Extensive structural and thermal analyses have been performed for simulating the ACTS MBA on-orbit performance. The results show that the reflector surfaces (mainly the front subreflector), antenna support assembly, and metallic surfaces on the spacecraft body will be distorted because of the thermal effects of varying solar heating, which degrade the ACTS MBA performance.
Since ACTS was launched, a number of evaluations have been performed to assess MBA performance in the space environment. For example, the on-orbit performance measurements found systematic environmental disturbances to the MBA beam pointing. These disturbances were found to be imposed by the attitude control system, antenna and spacecraft mechanical alignments, and on-orbit thermal effects. As a result, the MBA may not always exactly cover the intended service area. In addition, the on-orbit measurements showed that antenna pointing accuracy is the performance parameter most sensitive to thermal distortions on the front subreflector surface and antenna support assemblies.

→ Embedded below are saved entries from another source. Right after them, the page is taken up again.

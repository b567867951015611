//! CLI surface for gitpulse.

use std::ffi::OsString;
use std::path::PathBuf;
use std::sync::Arc;
use std::sync::atomic::AtomicBool;

use clap::{ArgAction, Parser, Subcommand};

use crate::config;
use crate::error::SetupError;
use crate::pipeline::CycleOutcome;
use crate::scheduler::Daemon;
use crate::version::VersionStore;
use crate::Result;

#[derive(Parser, Debug)]
#[command(
    name = "gitpulse",
    version,
    about = "Polling daemon that auto-commits, versions, and pushes a git working tree",
    arg_required_else_help = true
)]
pub struct Cli {
    /// Repository path (default: discover from cwd).
    #[arg(long, global = true, value_name = "PATH")]
    pub repo: Option<PathBuf>,

    /// Debug output (repeat for more).
    #[arg(short = 'v', long, global = true, action = ArgAction::Count)]
    pub verbose: u8,

    #[command(subcommand)]
    pub command: Commands,
}

#[derive(Subcommand, Debug)]
pub enum Commands {
    /// Run the polling daemon until interrupted.
    Run,

    /// Run a single check cycle, then exit.
    Check,

    /// Print the persisted version counter.
    Version,
}

pub fn parse_from<I, T>(args: I) -> Cli
where
    I: IntoIterator<Item = T>,
    T: Into<OsString> + Clone,
{
    Cli::parse_from(args)
}

pub fn run(cli: Cli) -> Result<()> {
    let start = match cli.repo {
        Some(path) => path,
        None => std::env::current_dir()?,
    };
    let repo_root = config::discover_repo_root(&start)
        .ok_or_else(|| SetupError::NotARepository(start.clone()))?;
    let cfg = config::load_for_repo(&repo_root)?;

    match cli.command {
        Commands::Run => {
            let shutdown = Arc::new(AtomicBool::new(false));
            let _ = signal_hook::flag::register(signal_hook::consts::SIGTERM, shutdown.clone());
            let _ = signal_hook::flag::register(signal_hook::consts::SIGINT, shutdown.clone());

            let mut daemon = Daemon::bootstrap(cfg, &repo_root, shutdown)?;
            daemon.run()
        }
        Commands::Check => {
            let shutdown = Arc::new(AtomicBool::new(false));
            let mut daemon = Daemon::bootstrap(cfg, &repo_root, shutdown)?;
            let report = daemon.run_once();

            if !report.connected {
                println!("check #{}: offline, pipeline skipped", report.check);
                return Ok(());
            }
            match report.outcome {
                Some(CycleOutcome::NoChanges) => {
                    println!("check #{}: no changes to commit", report.check);
                }
                Some(CycleOutcome::Success {
                    version,
                    commit_hash,
                    verification,
                }) => {
                    println!(
                        "check #{}: pushed version {version} (commit {commit_hash}, verification {})",
                        report.check,
                        verification.as_str()
                    );
                }
                Some(CycleOutcome::Failure { stage, message }) => {
                    println!("check #{}: failed at {stage}: {message}", report.check);
                }
                None => {}
            }
            Ok(())
        }
        Commands::Version => {
            let path = if cfg.version_file.is_absolute() {
                cfg.version_file.clone()
            } else {
                repo_root.join(&cfg.version_file)
            };
            println!("{}", VersionStore::new(path).load());
            Ok(())
        }
    }
}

Several compensation approaches were tested and evaluated to restore on-orbit pointing stability. A combination of autotrack (75 percent of the time) and Earth sensor control (25 percent of the time) was found to be the best way to compensate for antenna pointing error during orbit. This approach greatly minimizes the effects of thermal distortions on antenna beam pointing.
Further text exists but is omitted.